Humza Aamir of Techspot said the level was the most intense in the entire story and described it as infamous. GamesRadar+s Leon Hurley wrote that the mission is "a masterpiece of tension and pacing", and that its recognizable setting and flow "make a level that's better than some entire games." Ben Tyrer of GamesRadar+ praised the level and compared it to "The Gulag", a level in Modern Warfare 2, writing they were both the "defining moments" in their respective stories as one similarity. He opined that "All Ghillied Up" is Modern Warfares best level because it encourages players to avoid combat instead of embracing it. Tyrer went on to call it the "tense, thoughtful soul of the series" for its message of violence begets violence. Richard Moss of Gamasutra noted that, compared to other first-person shooter stealth missions, if the player gets spotted in "All Ghillied Up" the game will not have a fail screen, instead giving the player the chance to defend against many enemy soldiers.
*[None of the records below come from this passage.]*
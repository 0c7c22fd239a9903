//! Weekclose command line
//!
//! Closes one budgeting week described by a JSON file.
//!
//! Usage:
//!   weekclose <week.json>            - Preview the plan, nothing is written
//!   weekclose <week.json> --commit   - Close the week and print the outcome

mod input;

use std::path::PathBuf;

use anyhow::{Context, bail};
use serde::Serialize;
use tracing::{info, warn};
use tracing_subscriber::{EnvFilter, layer::SubscriberExt, util::SubscriberInitExt};

use weekclose_core::{ClosedWeek, WeekPreview};
use weekclose_shared::{AppConfig, LoggingConfig};
use weekclose_store::MemoryStores;

use crate::input::WeekFile;

#[derive(Serialize)]
#[serde(untagged)]
enum Output {
    Preview(WeekPreview),
    Closed {
        #[serde(flatten)]
        closed: ClosedWeek,
        summary: String,
        on_track_streak: u32,
    },
}

fn init_tracing(logging: &LoggingConfig) {
    let filter =
        EnvFilter::try_from_default_env().unwrap_or_else(|_| EnvFilter::new(&logging.filter));
    let registry = tracing_subscriber::registry().with(filter);

    // Logs go to stderr so stdout stays valid JSON.
    if logging.json {
        registry
            .with(tracing_subscriber::fmt::layer().json().with_writer(std::io::stderr))
            .init();
    } else {
        registry
            .with(tracing_subscriber::fmt::layer().with_writer(std::io::stderr))
            .init();
    }
}

fn parse_args() -> anyhow::Result<(PathBuf, bool)> {
    let mut path = None;
    let mut commit = false;
    for arg in std::env::args().skip(1) {
        match arg.as_str() {
            "--commit" => commit = true,
            flag if flag.starts_with("--") => bail!("Unknown flag {flag}"),
            _ if path.is_none() => path = Some(PathBuf::from(&arg)),
            _ => bail!("Only one week file can be closed at a time"),
        }
    }
    let path = path.context("Usage: weekclose <week.json> [--commit]")?;
    Ok((path, commit))
}

#[tokio::main]
async fn main() -> anyhow::Result<()> {
    // Load environment variables from .env file
    dotenvy::dotenv().ok();

    let config = AppConfig::load().context("Failed to load configuration")?;
    init_tracing(&config.logging);

    let (path, commit) = parse_args()?;
    let week = WeekFile::read(&path)?;
    let overrides = week.overrides(&config.reconcile)?;

    let stores = MemoryStores::seeded(
        week.savings_goals,
        week.recovery_debt,
        week.app_savings_balance,
        week.history,
    );
    let closer = stores.closer(&config.reconcile)?;
    info!(file = %path.display(), commit, "Loaded week");

    let (output, complete) = if commit {
        let closed = closer.close_week(week.figures, &overrides, week.date).await?;
        let summary = closed.commit.summary();
        let complete = closed.commit.is_complete();
        if !complete {
            warn!(summary = %summary, "Week only partially closed");
        }
        let on_track_streak = closer.on_track_streak(52).await?;
        (
            Output::Closed {
                closed,
                summary,
                on_track_streak,
            },
            complete,
        )
    } else {
        (
            Output::Preview(closer.preview(week.figures, &overrides).await?),
            true,
        )
    };

    println!("{}", serde_json::to_string_pretty(&output)?);

    if !complete {
        bail!("Commit did not complete");
    }
    Ok(())
}
//! Fixed-point money type.
//!
//! CRITICAL: Never use floating-point for money calculations.
//! Amounts are stored as a signed count of cents; `rust_decimal::Decimal`
//! is only used at the edges (parsing, serialization, display).

use std::fmt;
use std::iter::Sum;
use std::ops::{Add, AddAssign, Neg, Sub, SubAssign};

use rust_decimal::prelude::*;
use serde::{Deserialize, Serialize};
use thiserror::Error;

/// Errors raised when converting an external value into [`Money`].
#[derive(Debug, Clone, PartialEq, Eq, Error)]
pub enum MoneyError {
    /// The value was NaN or infinite.
    #[error("amount is not a finite number")]
    NonFinite,

    /// The value does not fit in the cent range.
    #[error("amount {0} is out of range")]
    OutOfRange(String),
}

/// A monetary amount with two-decimal precision.
///
/// The value is signed so that intermediate figures such as a week's
/// left-to-spend can go negative; inputs that must be non-negative are
/// validated by their owners.
#[derive(Debug, Clone, Copy, Default, PartialEq, Eq, PartialOrd, Ord, Hash, Serialize, Deserialize)]
#[serde(try_from = "Decimal", into = "Decimal")]
pub struct Money(i64);

impl Money {
    /// Zero.
    pub const ZERO: Self = Self(0);

    /// Largest amount accepted as input: 10 billion units.
    ///
    /// Sums and differences of a handful of inputs stay far inside `i64`.
    pub const MAX_INPUT: Self = Self(1_000_000_000_000);

    /// Creates an amount from a count of cents.
    #[must_use]
    pub const fn from_cents(cents: i64) -> Self {
        Self(cents)
    }

    /// Creates an amount from whole currency units.
    #[must_use]
    pub const fn from_units(units: i64) -> Self {
        Self(units * 100)
    }

    /// Converts a decimal, rounding to the cent with banker's rounding.
    ///
    /// # Errors
    ///
    /// Returns `MoneyError::OutOfRange` if the value does not fit in `i64` cents.
    pub fn from_decimal(value: Decimal) -> Result<Self, MoneyError> {
        let cents = (value * Decimal::ONE_HUNDRED)
            .round_dp_with_strategy(0, RoundingStrategy::MidpointNearestEven);
        cents
            .to_i64()
            .map(Self)
            .ok_or_else(|| MoneyError::OutOfRange(value.to_string()))
    }

    /// Converts a float, rejecting NaN and infinities.
    ///
    /// # Errors
    ///
    /// Returns `MoneyError::NonFinite` for NaN/infinite input.
    pub fn from_f64(value: f64) -> Result<Self, MoneyError> {
        if !value.is_finite() {
            return Err(MoneyError::NonFinite);
        }
        let decimal =
            Decimal::from_f64(value).ok_or_else(|| MoneyError::OutOfRange(value.to_string()))?;
        Self::from_decimal(decimal)
    }

    /// Returns the amount in cents.
    #[must_use]
    pub const fn cents(self) -> i64 {
        self.0
    }

    /// Returns the amount as a two-decimal `Decimal`.
    #[must_use]
    pub fn to_decimal(self) -> Decimal {
        Decimal::new(self.0, 2)
    }

    /// Returns true if the amount is zero.
    #[must_use]
    pub const fn is_zero(self) -> bool {
        self.0 == 0
    }

    /// Returns true if the amount is strictly positive.
    #[must_use]
    pub const fn is_positive(self) -> bool {
        self.0 > 0
    }

    /// Returns true if the amount is negative.
    #[must_use]
    pub const fn is_negative(self) -> bool {
        self.0 < 0
    }

    /// `max(0, self)`.
    #[must_use]
    pub fn non_negative(self) -> Self {
        self.max(Self::ZERO)
    }

    /// Clamps into `[low, high]`. A `high` below `low` collapses to `low`.
    #[must_use]
    pub fn clamp_between(self, low: Self, high: Self) -> Self {
        self.min(high).max(low)
    }

    /// Splits the amount into `weeks` equal instalments, rounded to the cent.
    ///
    /// Returns zero for `weeks == 0`.
    #[must_use]
    pub fn split_weeks(self, weeks: u32) -> Self {
        if weeks == 0 {
            return Self::ZERO;
        }
        let per_week = (Decimal::from(self.0) / Decimal::from(weeks))
            .round_dp_with_strategy(0, RoundingStrategy::MidpointNearestEven);
        Self(per_week.to_i64().unwrap_or(0))
    }
}

impl TryFrom<Decimal> for Money {
    type Error = MoneyError;

    fn try_from(value: Decimal) -> Result<Self, Self::Error> {
        Self::from_decimal(value)
    }
}

impl From<Money> for Decimal {
    fn from(value: Money) -> Self {
        value.to_decimal()
    }
}

impl fmt::Display for Money {
    fn fmt(&self, f: &mut fmt::Formatter<'_>) -> fmt::Result {
        write!(f, "{}", self.to_decimal())
    }
}

impl Add for Money {
    type Output = Self;

    fn add(self, rhs: Self) -> Self {
        Self(self.0 + rhs.0)
    }
}

impl AddAssign for Money {
    fn add_assign(&mut self, rhs: Self) {
        self.0 += rhs.0;
    }
}

impl Sub for Money {
    type Output = Self;

    fn sub(self, rhs: Self) -> Self {
        Self(self.0 - rhs.0)
    }
}

impl SubAssign for Money {
    fn sub_assign(&mut self, rhs: Self) {
        self.0 -= rhs.0;
    }
}

impl Neg for Money {
    type Output = Self;

    fn neg(self) -> Self {
        Self(-self.0)
    }
}

impl Sum for Money {
    fn sum<I: Iterator<Item = Self>>(iter: I) -> Self {
        iter.fold(Self::ZERO, Add::add)
    }
}

impl<'a> Sum<&'a Money> for Money {
    fn sum<I: Iterator<Item = &'a Self>>(iter: I) -> Self {
        iter.copied().sum()
    }
}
Moss went on to praise the tension and suspense and said it provides "a compelling argument that artful stealth design is more about the experience than the mechanics." Writing for Gamasutra, Mark Davies used "All Ghillied Up" as an example in examining pace in single-player games of which he described it as a "master class [sic] in forced pacing". Ars Technica said the level introduces parallels between Price and the game's main player character Soap MacTavish.

== Legacy ==

"All Ghillied Up" was referenced in the film Hardcore Henry, whose director, Ilya Naishuller called it one of the best levels of all time. In 2019's Call of Duty: Modern Warfare, a reboot of the sub series, players can unlock the "All Ghillied Up" pack which allows players to wear a ghillie suit and wield a bolt-action sniper rifle, in camouflage with additional netting and silencer similar to that seen in the mission. The single-player campaign of Call of Duty: Modern Warfare II (2022) features a mission called "Recon By Fire" in which the player stealthily clears an enemy camp as part of a sniper team wearing ghillie suits which has been strongly compared to "All Ghillied Up" for its numerous similarities. S.T.A.L.K.E.R. 2: Heart of Chornobyl (2024) features an Easter egg referencing the mission, players can find a sniper rifle and sniper nest at the Polissya Hotel.